Data.* collections maintenance

Daan Leijen daan at cs.uu.nl
Fri Oct 21 15:23:56 EDT 2005


First of all, thank you to everyone who has volunteered to help/maintain
the Data.Set/Map/etc code. I believe that standard and *stable* libraries
for basic data structures are very important to the community, and encourage
any improvements or changes to the code. I agree that the whole show/read
part of the library is not well thought out -- I guess there should be
the standard read/show instances together with some pretty show functions
for debugging/education.

However, keep in mind that the goal and design of the Data.Set/Map/etc
structures were to be a stable and complete concrete design of data
structures with documented worst-case time complexity. It was not designed
as a general data structure interface that could accommodate many different
implementations. i.e.

> What exactly does prohibit the use of a class here?
> What about the class design of Edison (I admit I never used it).
> http://www.haskell.org/ghc/docs/edison/users004.html#toc3

That is why I think that we should not use classes or anything fancy here.
The design of a proper general data structure interface is desirable and a very
interesting challenge, but it should belong in a different module/library
(Data.Generic.Set, Data.Edison, ?) that perhaps uses Data.Set/Map/etc,
or Adrian's AVL modules to provide implementations.

All the best,
-- Daan.

ps. Just to be clear, the code does not belong to me any more and the
libraries are free to use and modify, and I wouldn't mind at all
if someone wants to take a different direction with it (especially
since I can not contribute myself anyway :-).

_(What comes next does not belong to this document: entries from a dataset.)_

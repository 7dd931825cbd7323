//! specrun CLI: load spec files, validate them all, run every test in
//! order, and report per-test lines plus a summary.

pub mod format;
pub mod load;

use std::path::{Path, PathBuf};

use anyhow::Result;
use specrun_kernel::{
    Env, TestTemplate, Validator, parse_spec, run_templates, status_registry, stream_registry,
};
use specrun_types::Summary;

/// Run spec files on a fresh single-threaded runtime.
///
/// Tests execute strictly sequentially; the only concurrency in the
/// system is each test's timeout watchdog.
pub fn run(files: &[PathBuf], strict: bool) -> Result<u8> {
    let runtime = tokio::runtime::Builder::new_current_thread()
        .enable_all()
        .build()?;
    runtime.block_on(run_files(files, strict))
}

/// Validate every file, then run them in order.
///
/// Exit code: 0 when everything passed, 1 when any test failed, 2 when
/// any document failed to load or validate (nothing is executed then).
pub async fn run_files(files: &[PathBuf], strict: bool) -> Result<u8> {
    let mut suites: Vec<(PathBuf, Vec<TestTemplate>)> = Vec::new();
    let mut invalid = false;

    // Validate everything up front; one bad document blocks the run,
    // and every document's violations are reported together.
    for file in files {
        match load_and_validate(file, strict) {
            Ok(templates) => suites.push((file.clone(), templates)),
            Err(message) => {
                eprintln!("{message}");
                invalid = true;
            }
        }
    }
    if invalid {
        return Ok(2);
    }

    let status = status_registry()?;
    let stream = stream_registry()?;
    let env = Env::new();

    let mut all = Vec::new();
    for (file, templates) in &suites {
        tracing::debug!(file = %file.display(), tests = templates.len(), "running spec");
        let results = run_templates(templates, &env, &status, &stream).await;
        for result in &results {
            println!("{}", format::format_result(result));
        }
        all.extend(results);
    }

    let summary = Summary::of(&all);
    println!("{}", format::format_summary(&summary));
    Ok(if summary.failed > 0 { 1 } else { 0 })
}

fn load_and_validate(file: &Path, strict: bool) -> Result<Vec<TestTemplate>, String> {
    let document = load::load_spec_file(file).map_err(|e| e.to_string())?;
    let mut v = Validator::new(file.to_string_lossy(), strict);
    let templates = parse_spec(&mut v, &document);
    if let Some(err) = v.error() {
        return Err(format!("{}:\n{err}", file.display()));
    }
    // A parse without violations always yields templates; guard anyway.
    templates.ok_or_else(|| format!("{}: invalid document", file.display()))
}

In general, I think it should be easier for everyone to contribute
code to the library base. This was one of the discussion topics at
the Haskell workshop and I think this is a good case where it seems
to be difficult to contribute easily: there seemed to be many people
that had their own read instances but weren't able to add this code
to the standard libraries -- I am all for anarchy and fun ;-) and I think
the libraries would be better because of it. Maybe we should think about
how patches could be easily contributed -- should we move over to darcs
for the standard library code? Together with clear instructions on how
to send in patches? -- maybe even allow everyone to just commit...




> 
> IMHO the use of interfaces (instead of relying on the discipline
> of library writers and users) is the important step forward
> from the collections framework of STL (C++) to that of Java.
> 
> We certainly don't want to fall behind that,
> or if we do, we need to have very good reasons.